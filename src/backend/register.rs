use crate::backend::RemoteStore;
use crate::config::AppConfig;
use crate::errors::Result;
use once_cell::sync::Lazy;
use std::{
    collections::HashMap,
    future::Future,
    pin::Pin,
    sync::{Arc, RwLock},
};

pub type BoxedRemoteStoreFuture =
    Pin<Box<dyn Future<Output = Result<Box<dyn RemoteStore>>> + Send>>;
pub type RemoteStoreConstructor = Arc<dyn Fn(AppConfig) -> BoxedRemoteStoreFuture + Send + Sync>;

static BACKEND_REGISTRY: Lazy<RwLock<HashMap<String, RemoteStoreConstructor>>> =
    Lazy::new(|| RwLock::new(HashMap::new()));

pub fn register_backend_plugin<S: Into<String>>(name: S, constructor: RemoteStoreConstructor) {
    let name = name.into();
    let mut registry = BACKEND_REGISTRY
        .write()
        .expect("Backend registry lock poisoned");
    registry.insert(name, constructor);
}

pub fn get_backend_plugin(name: &str) -> Option<RemoteStoreConstructor> {
    BACKEND_REGISTRY
        .read()
        .expect("Backend registry lock poisoned")
        .get(name)
        .cloned()
}

pub fn registered_backend_names() -> Vec<String> {
    let mut names: Vec<String> = BACKEND_REGISTRY
        .read()
        .expect("Backend registry lock poisoned")
        .keys()
        .cloned()
        .collect();
    names.sort();
    names
}

pub fn debug_backend_registry() {
    let names = registered_backend_names();
    if names.is_empty() {
        tracing::debug!("No backend plugins registered.");
    } else {
        tracing::debug!("Registered backend plugins:");
        for name in names {
            tracing::debug!(" - {}", name);
        }
    }
}
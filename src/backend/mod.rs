//! 远程层级键值存储抽象
//!
//! 数据按 `users/{userID}/assignments/{bucket}/{assignmentID}` 组织，
//! 叶子节点为字段集合（[`Record`]），其上层为集合节点。

pub mod memory;
pub mod path;
pub mod redis;
pub mod register;

#[cfg(test)]
pub(crate) mod testing;

use async_trait::async_trait;

use crate::errors::Result;

pub use path::NodePath;

/// 单条记录的字段集合
pub type Record = serde_json::Map<String, serde_json::Value>;

/// 多路径更新中的一次写入
#[derive(Debug, Clone, PartialEq)]
pub enum PathWrite {
    Set(NodePath, Record),
    Remove(NodePath),
}

#[async_trait]
pub trait RemoteStore: Send + Sync {
    /// 后端名称，用于日志
    fn name(&self) -> &'static str;

    /// 列出集合下的所有子键，按键排序
    async fn child_keys(&self, collection: &NodePath) -> Result<Vec<String>>;

    /// 读取记录，不存在时返回 `None`
    async fn get_record(&self, path: &NodePath) -> Result<Option<Record>>;

    /// 整体覆盖写入记录
    async fn set_record(&self, path: &NodePath, record: Record) -> Result<()>;

    /// 删除记录，记录不存在时不视为错误
    async fn remove_record(&self, path: &NodePath) -> Result<()>;

    /// 是否支持多路径原子更新
    fn supports_atomic_update(&self) -> bool {
        false
    }

    /// 多路径更新。支持原子更新的后端必须保证全部写入同时生效或全部不生效；
    /// 默认实现按顺序逐条写入。
    async fn update(&self, writes: Vec<PathWrite>) -> Result<()> {
        for write in writes {
            match write {
                PathWrite::Set(path, record) => self.set_record(&path, record).await?,
                PathWrite::Remove(path) => self.remove_record(&path).await?,
            }
        }
        Ok(())
    }
}

/// 声明并在程序启动时注册一个后端插件
///
/// 目标类型需提供 `async fn connect(config: &AppConfig) -> Result<Self>`。
#[macro_export]
macro_rules! declare_backend_plugin {
    ($name:literal, $ty:ty) => {
        #[ctor::ctor]
        unsafe fn __register_backend_plugin() {
            $crate::backend::register::register_backend_plugin(
                $name,
                std::sync::Arc::new(|config: $crate::config::AppConfig| {
                    Box::pin(async move {
                        let backend = <$ty>::connect(&config).await?;
                        Ok::<_, $crate::errors::StoreError>(
                            Box::new(backend) as Box<dyn $crate::backend::RemoteStore>
                        )
                    }) as $crate::backend::register::BoxedRemoteStoreFuture
                }),
            );
        }
    };
}
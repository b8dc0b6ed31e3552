//! 测试用的故障注入后端

use async_trait::async_trait;
use serde_json::{Value, json};
use std::collections::{HashMap, VecDeque};
use std::sync::Mutex;

use crate::backend::memory::MemoryRemoteStore;
use crate::backend::{NodePath, PathWrite, Record, RemoteStore};
use crate::errors::{Result, StoreError};

#[derive(Debug, Clone, Copy, PartialEq, Eq, Hash)]
pub(crate) enum Op {
    ChildKeys,
    GetRecord,
    SetRecord,
    RemoveRecord,
    Update,
}

/// 包装内存后端，可按操作注入错误并统计调用次数
pub(crate) struct FlakyRemoteStore {
    inner: MemoryRemoteStore,
    atomic: bool,
    failures: Mutex<HashMap<Op, VecDeque<StoreError>>>,
    calls: Mutex<HashMap<Op, usize>>,
    phantom_keys: Mutex<Vec<String>>,
}

impl FlakyRemoteStore {
    pub(crate) fn new(inner: MemoryRemoteStore) -> Self {
        Self {
            inner,
            atomic: true,
            failures: Mutex::new(HashMap::new()),
            calls: Mutex::new(HashMap::new()),
            phantom_keys: Mutex::new(Vec::new()),
        }
    }

    pub(crate) fn from_tree(tree: Value) -> Self {
        Self::new(MemoryRemoteStore::from_tree(&tree).expect("valid seed tree"))
    }

    /// 模拟不支持多路径原子更新的后端
    pub(crate) fn non_atomic(mut self) -> Self {
        self.atomic = false;
        self
    }

    pub(crate) fn fail_next(&self, op: Op, error: StoreError) {
        self.failures
            .lock()
            .unwrap()
            .entry(op)
            .or_default()
            .push_back(error);
    }

    /// 列出但读取不到的键，模拟列出后被并发删除的条目
    pub(crate) fn add_phantom_key(&self, key: &str) {
        self.phantom_keys.lock().unwrap().push(key.to_string());
    }

    pub(crate) fn calls(&self, op: Op) -> usize {
        self.calls.lock().unwrap().get(&op).copied().unwrap_or(0)
    }

    pub(crate) fn inner(&self) -> &MemoryRemoteStore {
        &self.inner
    }

    fn enter(&self, op: Op) -> Result<()> {
        *self.calls.lock().unwrap().entry(op).or_default() += 1;
        match self
            .failures
            .lock()
            .unwrap()
            .get_mut(&op)
            .and_then(VecDeque::pop_front)
        {
            Some(error) => Err(error),
            None => Ok(()),
        }
    }
}

#[async_trait]
impl RemoteStore for FlakyRemoteStore {
    fn name(&self) -> &'static str {
        "flaky"
    }

    async fn child_keys(&self, collection: &NodePath) -> Result<Vec<String>> {
        self.enter(Op::ChildKeys)?;
        let mut keys = self.inner.child_keys(collection).await?;
        keys.extend(self.phantom_keys.lock().unwrap().iter().cloned());
        Ok(keys)
    }

    async fn get_record(&self, path: &NodePath) -> Result<Option<Record>> {
        self.enter(Op::GetRecord)?;
        self.inner.get_record(path).await
    }

    async fn set_record(&self, path: &NodePath, record: Record) -> Result<()> {
        self.enter(Op::SetRecord)?;
        self.inner.set_record(path, record).await
    }

    async fn remove_record(&self, path: &NodePath) -> Result<()> {
        self.enter(Op::RemoveRecord)?;
        self.inner.remove_record(path).await
    }

    fn supports_atomic_update(&self) -> bool {
        self.atomic
    }

    async fn update(&self, writes: Vec<PathWrite>) -> Result<()> {
        self.enter(Op::Update)?;
        self.inner.update(writes).await
    }
}

/// 单用户的测试数据：current = {A: Math 2024-03-01, B: Art 2024-01-15}
pub(crate) fn two_assignment_tree(user: &str) -> Value {
    json!({
        "users": {
            user: {
                "assignments": {
                    "current": {
                        "A": {"course": "Math", "details": "Chapter 4", "dueDate": "2024-03-01"},
                        "B": {"course": "Art", "details": "", "dueDate": "2024-01-15"}
                    }
                }
            }
        }
    })
}
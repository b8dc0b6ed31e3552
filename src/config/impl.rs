use config::{Config, ConfigError, Environment, File};
use std::sync::OnceLock;

use super::AppConfig;

static APP_CONFIG: OnceLock<AppConfig> = OnceLock::new();

/// 并发拉取的上限，避免 CPU 核数过多时对后端造成压力
const MAX_LOAD_CONCURRENCY: usize = 32;

impl AppConfig {
    /// 加载配置
    pub fn load() -> Result<Self, ConfigError> {
        let mut builder = Config::builder()
            // 首先加载默认配置文件
            .add_source(File::with_name("config").required(false))
            // 然后根据环境加载特定配置文件
            .add_source(
                File::with_name(&format!(
                    "config.{}",
                    std::env::var("APP_ENV").unwrap_or_else(|_| "development".into())
                ))
                .required(false),
            )
            // 最后加载环境变量覆盖
            .add_source(
                Environment::with_prefix("ASSIGNMENTS")
                    .prefix_separator("_")
                    .separator("__")
                    .try_parsing(true),
            );

        // 支持从常用环境变量加载
        builder = builder
            .set_override_option("app.environment", std::env::var("APP_ENV").ok())?
            .set_override_option("app.log_level", std::env::var("RUST_LOG").ok())?
            .set_override_option("backend.type", std::env::var("ASSIGNMENTS_BACKEND_TYPE").ok())?
            .set_override_option("backend.redis.url", std::env::var("REDIS_URL").ok())?
            .set_override_option(
                "backend.redis.key_prefix",
                std::env::var("REDIS_KEY_PREFIX").ok(),
            )?
            .set_override_option("identity.user_id", std::env::var("ASSIGNMENTS_USER_ID").ok())?;

        let config = builder.build()?;
        let mut app_config: AppConfig = config.try_deserialize()?;
        app_config.normalize();

        Ok(app_config)
    }

    /// 补全需要运行时推断的配置项
    pub fn normalize(&mut self) {
        // 处理并发拉取数
        if self.store.load_concurrency == 0 {
            self.store.load_concurrency = num_cpus::get().clamp(1, MAX_LOAD_CONCURRENCY);
        }
        if self.store.retry.max_attempts == 0 {
            self.store.retry.max_attempts = 1;
        }
    }

    /// 获取全局配置实例
    pub fn get() -> &'static AppConfig {
        APP_CONFIG.get_or_init(|| {
            Self::load().unwrap_or_else(|e| {
                eprintln!("Failed to load configuration: {e}");
                std::process::exit(1);
            })
        })
    }

    /// 初始化配置 (在应用启动时调用)
    pub fn init() -> Result<(), ConfigError> {
        let config = Self::load()?;
        APP_CONFIG
            .set(config)
            .map_err(|_| ConfigError::Message("Configuration already initialized".to_string()))?;
        Ok(())
    }

    /// 检查是否为开发环境
    pub fn is_development(&self) -> bool {
        self.app.environment == "development"
    }

    /// 获取配置中的默认用户 (如果配置了)
    pub fn configured_user_id(&self) -> Option<&str> {
        let user_id = self.identity.user_id.trim();
        if user_id.is_empty() {
            None
        } else {
            Some(user_id)
        }
    }
}
pub mod shutdown;
pub mod startup;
━━━━
## What needs to be done:
Begin with the first line of the records and finish with the line containing "Pin<Box<dyn Future<Output = Result<Box<dyn". Reproduce those lines exactly, both ends included, and nothing else.

## Result of this exercise:
filename src/backend/register.rs
use crate::backend::RemoteStore;
use crate::config::AppConfig;
use crate::errors::Result;
use once_cell::sync::Lazy;
use std::{
    collections::HashMap,
    future::Future,
    pin::Pin,
    sync::{Arc, RwLock},
};

pub type BoxedRemoteStoreFuture =
    Pin<Box<dyn Future<Output = Result<Box<dyn RemoteStore>>> + Send>>;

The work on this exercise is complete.